YOUR INSTRUCTIONS:
Filter the data below for the string "UserStore" and copy each matching line.

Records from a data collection
┌──

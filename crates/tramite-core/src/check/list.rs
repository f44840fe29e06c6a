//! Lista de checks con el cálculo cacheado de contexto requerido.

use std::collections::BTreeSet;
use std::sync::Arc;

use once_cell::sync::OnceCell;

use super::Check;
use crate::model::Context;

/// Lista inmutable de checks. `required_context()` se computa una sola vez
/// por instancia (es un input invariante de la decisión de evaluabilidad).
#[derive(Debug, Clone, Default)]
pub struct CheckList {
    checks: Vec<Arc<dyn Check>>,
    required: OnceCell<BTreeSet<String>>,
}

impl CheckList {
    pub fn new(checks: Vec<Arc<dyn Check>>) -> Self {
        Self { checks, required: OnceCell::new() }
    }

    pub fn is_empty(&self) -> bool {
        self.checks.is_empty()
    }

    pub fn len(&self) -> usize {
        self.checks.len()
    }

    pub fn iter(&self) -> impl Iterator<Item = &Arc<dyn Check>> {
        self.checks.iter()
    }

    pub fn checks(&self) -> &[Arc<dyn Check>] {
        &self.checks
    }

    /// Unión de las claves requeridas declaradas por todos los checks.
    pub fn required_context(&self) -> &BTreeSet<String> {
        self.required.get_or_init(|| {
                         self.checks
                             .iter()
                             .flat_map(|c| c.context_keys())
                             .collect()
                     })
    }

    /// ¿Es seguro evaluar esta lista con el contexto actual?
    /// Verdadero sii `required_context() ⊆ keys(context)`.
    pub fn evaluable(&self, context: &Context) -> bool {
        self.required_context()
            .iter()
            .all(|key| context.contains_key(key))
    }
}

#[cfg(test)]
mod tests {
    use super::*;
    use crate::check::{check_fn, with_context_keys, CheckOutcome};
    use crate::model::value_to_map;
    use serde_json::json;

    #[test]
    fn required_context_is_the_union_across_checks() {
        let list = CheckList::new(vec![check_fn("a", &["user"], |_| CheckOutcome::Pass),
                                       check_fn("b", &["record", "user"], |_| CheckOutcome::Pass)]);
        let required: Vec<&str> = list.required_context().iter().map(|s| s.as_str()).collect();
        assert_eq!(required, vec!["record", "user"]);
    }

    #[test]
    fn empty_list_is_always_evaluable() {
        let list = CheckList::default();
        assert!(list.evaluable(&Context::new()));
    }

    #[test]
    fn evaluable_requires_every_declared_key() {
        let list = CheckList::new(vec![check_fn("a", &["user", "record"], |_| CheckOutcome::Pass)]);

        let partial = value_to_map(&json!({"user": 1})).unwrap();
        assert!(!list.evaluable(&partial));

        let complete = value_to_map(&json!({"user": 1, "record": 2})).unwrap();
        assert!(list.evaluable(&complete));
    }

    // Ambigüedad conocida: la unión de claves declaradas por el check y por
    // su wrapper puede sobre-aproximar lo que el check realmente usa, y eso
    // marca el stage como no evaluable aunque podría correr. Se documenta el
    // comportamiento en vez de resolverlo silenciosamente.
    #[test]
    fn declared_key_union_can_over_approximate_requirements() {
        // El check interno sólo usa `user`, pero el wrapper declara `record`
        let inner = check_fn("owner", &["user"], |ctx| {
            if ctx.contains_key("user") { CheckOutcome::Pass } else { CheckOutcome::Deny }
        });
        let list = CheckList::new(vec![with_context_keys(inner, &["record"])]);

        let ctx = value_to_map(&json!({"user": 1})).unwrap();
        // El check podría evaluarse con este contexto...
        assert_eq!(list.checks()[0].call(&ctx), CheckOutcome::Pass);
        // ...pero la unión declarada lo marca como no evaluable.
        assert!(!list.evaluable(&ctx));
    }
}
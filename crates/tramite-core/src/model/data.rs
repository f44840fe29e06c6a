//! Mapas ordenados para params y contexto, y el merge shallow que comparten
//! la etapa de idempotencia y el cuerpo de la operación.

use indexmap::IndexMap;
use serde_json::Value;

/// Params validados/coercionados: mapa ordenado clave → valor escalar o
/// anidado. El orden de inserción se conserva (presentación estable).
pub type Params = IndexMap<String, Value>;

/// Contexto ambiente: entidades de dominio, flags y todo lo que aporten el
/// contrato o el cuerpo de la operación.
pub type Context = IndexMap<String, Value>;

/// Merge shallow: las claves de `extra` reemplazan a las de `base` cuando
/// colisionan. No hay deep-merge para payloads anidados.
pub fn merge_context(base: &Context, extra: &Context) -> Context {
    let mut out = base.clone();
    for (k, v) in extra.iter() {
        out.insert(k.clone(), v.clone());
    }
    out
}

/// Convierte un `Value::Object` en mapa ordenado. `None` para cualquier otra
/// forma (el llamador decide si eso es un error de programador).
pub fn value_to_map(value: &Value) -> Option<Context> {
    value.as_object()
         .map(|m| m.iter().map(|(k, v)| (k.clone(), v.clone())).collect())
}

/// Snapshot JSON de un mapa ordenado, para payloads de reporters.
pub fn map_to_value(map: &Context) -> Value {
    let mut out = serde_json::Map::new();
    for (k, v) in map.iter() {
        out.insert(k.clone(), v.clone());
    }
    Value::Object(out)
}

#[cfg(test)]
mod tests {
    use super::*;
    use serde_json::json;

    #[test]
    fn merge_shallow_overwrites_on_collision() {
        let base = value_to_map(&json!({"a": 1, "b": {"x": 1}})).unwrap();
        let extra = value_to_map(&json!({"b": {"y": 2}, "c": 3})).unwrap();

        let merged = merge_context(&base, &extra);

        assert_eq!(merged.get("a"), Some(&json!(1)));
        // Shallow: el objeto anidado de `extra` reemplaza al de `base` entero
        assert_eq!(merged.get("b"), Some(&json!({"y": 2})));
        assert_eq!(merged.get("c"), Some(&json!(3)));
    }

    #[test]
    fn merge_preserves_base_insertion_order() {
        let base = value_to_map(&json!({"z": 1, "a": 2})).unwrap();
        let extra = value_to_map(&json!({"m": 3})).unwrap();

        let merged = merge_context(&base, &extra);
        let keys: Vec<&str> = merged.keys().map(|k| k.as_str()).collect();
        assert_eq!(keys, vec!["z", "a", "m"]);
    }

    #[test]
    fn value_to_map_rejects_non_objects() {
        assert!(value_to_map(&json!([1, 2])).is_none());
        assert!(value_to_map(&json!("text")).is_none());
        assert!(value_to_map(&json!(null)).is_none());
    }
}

└──
┌──

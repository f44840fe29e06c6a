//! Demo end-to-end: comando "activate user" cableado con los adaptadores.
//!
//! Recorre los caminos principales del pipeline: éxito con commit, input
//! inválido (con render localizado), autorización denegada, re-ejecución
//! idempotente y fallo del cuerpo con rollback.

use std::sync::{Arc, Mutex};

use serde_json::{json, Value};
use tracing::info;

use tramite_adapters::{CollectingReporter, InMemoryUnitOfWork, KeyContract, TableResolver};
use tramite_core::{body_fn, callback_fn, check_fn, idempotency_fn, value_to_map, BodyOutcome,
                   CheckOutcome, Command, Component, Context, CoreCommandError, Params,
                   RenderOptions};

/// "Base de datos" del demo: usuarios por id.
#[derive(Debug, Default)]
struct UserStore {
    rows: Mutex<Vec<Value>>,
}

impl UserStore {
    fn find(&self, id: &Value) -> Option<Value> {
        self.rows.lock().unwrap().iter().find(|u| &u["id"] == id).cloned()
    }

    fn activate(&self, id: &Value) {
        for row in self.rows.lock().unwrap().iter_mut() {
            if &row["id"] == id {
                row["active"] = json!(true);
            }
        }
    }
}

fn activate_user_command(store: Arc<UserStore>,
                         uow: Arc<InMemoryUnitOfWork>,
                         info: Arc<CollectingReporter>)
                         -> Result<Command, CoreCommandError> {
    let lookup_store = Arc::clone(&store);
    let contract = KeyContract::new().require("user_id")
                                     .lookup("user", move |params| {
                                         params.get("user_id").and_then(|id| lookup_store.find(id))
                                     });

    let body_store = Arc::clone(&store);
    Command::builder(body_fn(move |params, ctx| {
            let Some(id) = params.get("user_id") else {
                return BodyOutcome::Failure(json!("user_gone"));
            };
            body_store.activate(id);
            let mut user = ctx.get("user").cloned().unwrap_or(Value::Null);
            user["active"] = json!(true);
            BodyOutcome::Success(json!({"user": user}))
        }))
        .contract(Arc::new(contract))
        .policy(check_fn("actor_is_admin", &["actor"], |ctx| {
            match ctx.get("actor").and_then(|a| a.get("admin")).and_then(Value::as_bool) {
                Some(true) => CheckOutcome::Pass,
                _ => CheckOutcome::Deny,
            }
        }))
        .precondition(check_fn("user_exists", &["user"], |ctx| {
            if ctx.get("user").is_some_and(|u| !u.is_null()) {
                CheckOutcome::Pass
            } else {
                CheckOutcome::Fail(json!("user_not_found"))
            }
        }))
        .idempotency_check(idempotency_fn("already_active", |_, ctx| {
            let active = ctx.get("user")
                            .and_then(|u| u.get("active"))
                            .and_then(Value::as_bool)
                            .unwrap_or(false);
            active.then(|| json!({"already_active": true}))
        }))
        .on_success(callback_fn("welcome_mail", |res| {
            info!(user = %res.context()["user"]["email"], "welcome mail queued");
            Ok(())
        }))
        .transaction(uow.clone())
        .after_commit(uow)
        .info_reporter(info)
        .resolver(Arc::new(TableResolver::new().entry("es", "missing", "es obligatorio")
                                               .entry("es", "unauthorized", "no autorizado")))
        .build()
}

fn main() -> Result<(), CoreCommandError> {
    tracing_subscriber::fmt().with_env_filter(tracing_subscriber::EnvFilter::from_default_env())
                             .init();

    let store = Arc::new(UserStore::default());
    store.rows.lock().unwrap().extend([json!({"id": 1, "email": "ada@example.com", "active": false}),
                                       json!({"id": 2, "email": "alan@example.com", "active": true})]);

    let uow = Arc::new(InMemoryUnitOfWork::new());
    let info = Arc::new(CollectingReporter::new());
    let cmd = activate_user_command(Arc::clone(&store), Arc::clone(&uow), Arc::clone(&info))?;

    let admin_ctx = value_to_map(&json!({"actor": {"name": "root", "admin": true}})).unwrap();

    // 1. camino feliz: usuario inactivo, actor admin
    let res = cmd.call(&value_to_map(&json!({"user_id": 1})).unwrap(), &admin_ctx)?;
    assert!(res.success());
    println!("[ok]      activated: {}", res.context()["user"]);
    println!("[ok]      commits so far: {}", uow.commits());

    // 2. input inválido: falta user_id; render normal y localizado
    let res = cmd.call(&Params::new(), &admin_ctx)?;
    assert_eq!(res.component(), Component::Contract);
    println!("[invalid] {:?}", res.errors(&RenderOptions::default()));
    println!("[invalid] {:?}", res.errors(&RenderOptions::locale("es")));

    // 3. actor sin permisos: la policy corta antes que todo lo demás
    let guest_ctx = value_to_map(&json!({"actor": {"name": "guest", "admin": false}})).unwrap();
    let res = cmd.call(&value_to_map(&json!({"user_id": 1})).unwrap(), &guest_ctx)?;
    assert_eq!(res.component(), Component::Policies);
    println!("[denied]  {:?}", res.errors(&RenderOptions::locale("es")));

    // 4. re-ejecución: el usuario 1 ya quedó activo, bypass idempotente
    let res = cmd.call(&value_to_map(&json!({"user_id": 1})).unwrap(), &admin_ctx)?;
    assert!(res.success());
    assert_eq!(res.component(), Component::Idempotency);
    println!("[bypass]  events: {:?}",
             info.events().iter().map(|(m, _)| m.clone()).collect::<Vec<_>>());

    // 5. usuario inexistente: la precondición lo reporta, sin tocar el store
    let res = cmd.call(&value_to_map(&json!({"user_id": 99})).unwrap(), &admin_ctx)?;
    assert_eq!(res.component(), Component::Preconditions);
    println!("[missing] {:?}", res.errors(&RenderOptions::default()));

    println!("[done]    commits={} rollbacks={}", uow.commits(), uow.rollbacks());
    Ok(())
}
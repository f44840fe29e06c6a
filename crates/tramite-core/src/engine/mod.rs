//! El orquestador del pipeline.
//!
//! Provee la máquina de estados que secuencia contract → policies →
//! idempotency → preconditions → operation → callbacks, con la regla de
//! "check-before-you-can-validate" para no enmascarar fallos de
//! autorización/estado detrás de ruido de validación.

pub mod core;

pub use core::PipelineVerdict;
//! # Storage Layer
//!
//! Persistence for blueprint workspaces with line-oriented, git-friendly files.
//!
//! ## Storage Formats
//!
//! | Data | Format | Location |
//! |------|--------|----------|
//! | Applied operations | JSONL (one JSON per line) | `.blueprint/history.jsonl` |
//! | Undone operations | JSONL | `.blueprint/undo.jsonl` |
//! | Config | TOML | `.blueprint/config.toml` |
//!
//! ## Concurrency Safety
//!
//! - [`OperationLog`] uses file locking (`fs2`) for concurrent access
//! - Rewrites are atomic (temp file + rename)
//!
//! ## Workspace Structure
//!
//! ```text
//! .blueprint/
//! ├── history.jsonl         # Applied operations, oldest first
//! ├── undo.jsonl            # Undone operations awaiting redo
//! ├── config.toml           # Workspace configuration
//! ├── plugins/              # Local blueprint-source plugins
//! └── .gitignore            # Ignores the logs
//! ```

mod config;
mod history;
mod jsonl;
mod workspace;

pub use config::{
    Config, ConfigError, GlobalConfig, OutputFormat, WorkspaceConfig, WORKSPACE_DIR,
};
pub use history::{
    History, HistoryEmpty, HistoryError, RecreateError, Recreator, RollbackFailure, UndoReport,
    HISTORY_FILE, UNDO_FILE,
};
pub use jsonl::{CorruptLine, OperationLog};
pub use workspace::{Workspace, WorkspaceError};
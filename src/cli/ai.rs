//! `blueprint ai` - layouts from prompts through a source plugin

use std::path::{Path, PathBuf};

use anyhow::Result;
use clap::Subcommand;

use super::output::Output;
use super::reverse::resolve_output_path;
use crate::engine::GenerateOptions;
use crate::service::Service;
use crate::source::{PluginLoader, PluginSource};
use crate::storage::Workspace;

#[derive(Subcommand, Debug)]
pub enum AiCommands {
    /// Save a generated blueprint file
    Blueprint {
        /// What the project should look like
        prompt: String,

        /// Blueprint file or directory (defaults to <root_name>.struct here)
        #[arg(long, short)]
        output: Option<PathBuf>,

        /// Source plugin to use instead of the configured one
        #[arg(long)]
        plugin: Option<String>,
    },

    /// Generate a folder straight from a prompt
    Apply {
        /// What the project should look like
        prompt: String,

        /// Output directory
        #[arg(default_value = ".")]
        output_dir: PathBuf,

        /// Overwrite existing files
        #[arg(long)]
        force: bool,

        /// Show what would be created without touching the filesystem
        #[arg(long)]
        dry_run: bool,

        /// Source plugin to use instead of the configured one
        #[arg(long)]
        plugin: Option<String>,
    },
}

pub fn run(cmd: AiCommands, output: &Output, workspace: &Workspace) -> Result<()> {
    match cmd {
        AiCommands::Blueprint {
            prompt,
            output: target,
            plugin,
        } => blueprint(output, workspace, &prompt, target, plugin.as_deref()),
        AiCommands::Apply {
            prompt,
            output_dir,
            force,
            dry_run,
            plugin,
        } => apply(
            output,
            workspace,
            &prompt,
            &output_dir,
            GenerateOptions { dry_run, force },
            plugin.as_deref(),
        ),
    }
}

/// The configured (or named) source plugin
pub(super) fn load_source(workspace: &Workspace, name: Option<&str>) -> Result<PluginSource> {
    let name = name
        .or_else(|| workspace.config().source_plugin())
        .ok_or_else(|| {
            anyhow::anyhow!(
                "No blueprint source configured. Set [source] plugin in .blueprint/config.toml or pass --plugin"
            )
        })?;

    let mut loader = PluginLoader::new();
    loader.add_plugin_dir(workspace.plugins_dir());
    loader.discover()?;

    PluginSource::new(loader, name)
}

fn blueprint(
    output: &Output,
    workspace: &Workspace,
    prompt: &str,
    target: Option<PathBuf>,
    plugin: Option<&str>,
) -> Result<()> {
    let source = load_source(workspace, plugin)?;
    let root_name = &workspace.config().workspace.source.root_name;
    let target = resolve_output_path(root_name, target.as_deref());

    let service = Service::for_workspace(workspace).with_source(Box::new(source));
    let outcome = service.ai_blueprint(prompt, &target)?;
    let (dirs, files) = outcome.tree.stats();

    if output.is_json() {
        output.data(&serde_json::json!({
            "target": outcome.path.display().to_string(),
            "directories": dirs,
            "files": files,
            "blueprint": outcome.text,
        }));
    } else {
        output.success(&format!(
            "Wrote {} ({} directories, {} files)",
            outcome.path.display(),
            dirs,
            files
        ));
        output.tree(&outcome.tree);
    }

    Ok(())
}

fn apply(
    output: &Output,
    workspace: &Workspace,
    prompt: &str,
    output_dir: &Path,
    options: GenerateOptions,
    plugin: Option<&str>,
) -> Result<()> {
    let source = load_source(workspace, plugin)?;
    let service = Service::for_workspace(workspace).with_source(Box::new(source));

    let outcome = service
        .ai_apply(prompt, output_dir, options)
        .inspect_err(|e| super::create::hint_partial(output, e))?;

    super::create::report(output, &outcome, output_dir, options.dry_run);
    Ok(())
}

└──
┌──

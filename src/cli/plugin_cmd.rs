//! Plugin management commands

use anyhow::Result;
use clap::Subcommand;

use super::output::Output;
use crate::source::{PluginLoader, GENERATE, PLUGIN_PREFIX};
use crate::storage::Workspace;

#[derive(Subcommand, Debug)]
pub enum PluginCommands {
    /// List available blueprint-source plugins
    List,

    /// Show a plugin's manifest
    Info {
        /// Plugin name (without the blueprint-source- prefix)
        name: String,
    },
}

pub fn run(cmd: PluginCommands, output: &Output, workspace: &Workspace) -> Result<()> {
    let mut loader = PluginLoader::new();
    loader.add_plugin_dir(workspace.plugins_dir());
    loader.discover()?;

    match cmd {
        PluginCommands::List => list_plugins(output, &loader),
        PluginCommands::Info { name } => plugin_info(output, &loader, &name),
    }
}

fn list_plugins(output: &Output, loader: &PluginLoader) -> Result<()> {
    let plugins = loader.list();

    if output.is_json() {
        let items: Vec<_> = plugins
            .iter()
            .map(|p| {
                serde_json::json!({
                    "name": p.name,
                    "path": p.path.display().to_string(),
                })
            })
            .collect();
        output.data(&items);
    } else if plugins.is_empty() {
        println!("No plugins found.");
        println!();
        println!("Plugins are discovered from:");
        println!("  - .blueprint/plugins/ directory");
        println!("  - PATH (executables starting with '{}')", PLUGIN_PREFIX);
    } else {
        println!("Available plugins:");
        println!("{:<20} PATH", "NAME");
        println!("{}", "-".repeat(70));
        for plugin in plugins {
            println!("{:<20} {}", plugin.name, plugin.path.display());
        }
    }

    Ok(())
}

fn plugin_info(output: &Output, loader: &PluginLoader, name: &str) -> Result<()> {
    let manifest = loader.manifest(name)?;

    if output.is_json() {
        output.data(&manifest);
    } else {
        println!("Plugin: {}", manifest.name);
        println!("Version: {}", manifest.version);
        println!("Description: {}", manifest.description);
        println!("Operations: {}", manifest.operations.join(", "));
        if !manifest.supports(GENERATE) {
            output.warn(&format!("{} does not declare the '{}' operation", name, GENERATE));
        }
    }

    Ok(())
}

└──

OUTPUT FOR THIS TASK:
struct UserStore {
impl UserStore {
fn activate_user_command(store: Arc<UserStore>,
    let store = Arc::new(UserStore::default());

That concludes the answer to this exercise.